At the same time, employees in many cases are requested to build a written report, referred to as a self assessment, in which they will frankly review their achievements and efforts.
These types of reviews may also be frequently used by workers in order to deal with their own boss to demonstrate the value they create for the business (this is a common practice seen when employees ask for a raise).
The three forms of employee performance evaluation and job performance reviews
As noted above the 3 different ways to demonstrate or evaluate job performance generally found in most organizations are:
- Well organized performance measurements system
- Managers evaluate employees without specifically defined measurement system but primarily based on intuition, experience and daily interactions
- Employees demonstrate their contributions to the business by pointing on their strengths and efforts
In many companies all of these forms of performance review can be fined. The company will generally have some sort of performance reporting and management process, the management will personally evaluate each and every employee within their teams or departments and employees will demonstrate self evaluation on their own.

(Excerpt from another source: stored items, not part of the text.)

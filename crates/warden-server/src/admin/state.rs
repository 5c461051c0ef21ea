//! Admin API state.

use std::sync::Arc;
use std::time::Duration;

use warden_auth::{Deadline, UserDirectory};

use super::ApiError;
use crate::cache::UserStatsCache;

// =============================================================================
// Admin State
// =============================================================================

/// Application state for admin endpoints.
///
/// Included in the application state and made available to admin handlers
/// via `FromRef`.
#[derive(Clone)]
pub struct AdminState {
    /// User directory backing every admin route.
    pub users: Arc<dyn UserDirectory>,

    /// Cached statistics snapshot.
    pub stats_cache: UserStatsCache,

    /// Budget for a single admin request.
    pub request_timeout: Duration,
}

impl std::fmt::Debug for AdminState {
    fn fmt(&self, f: &mut std::fmt::Formatter<'_>) -> std::fmt::Result {
        f.debug_struct("AdminState")
            .field("stats_cache", &self.stats_cache)
            .field("request_timeout", &self.request_timeout)
            .finish_non_exhaustive()
    }
}

impl AdminState {
    /// Creates a new admin state.
    #[must_use]
    pub fn new(
        users: Arc<dyn UserDirectory>,
        stats_cache: UserStatsCache,
        request_timeout: Duration,
    ) -> Self {
        Self {
            users,
            stats_cache,
            request_timeout,
        }
    }

    /// Runs `fut` within the request budget.
    pub(crate) async fn within_budget<F: std::future::Future>(
        &self,
        fut: F,
    ) -> Result<F::Output, ApiError> {
        Deadline::after(self.request_timeout)
            .run(fut)
            .await
            .map_err(|_| ApiError::internal("Request timed out", "The user directory did not respond in time"))
    }
}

In order to avoid potential conflict among these three forms of performance management review the best case scenario for management is when the official performance measurement system is in line with the managers’ as well as employees’ opinions and experiences. By having aligned performance management and evaluation system organizations can achieve higher performance.
Finally, having an ongoing performance management system versus once-per-year review is the key for success in business performance management. Many companies fail to address this issue and the evaluation is performed usually at the end of their fiscal year.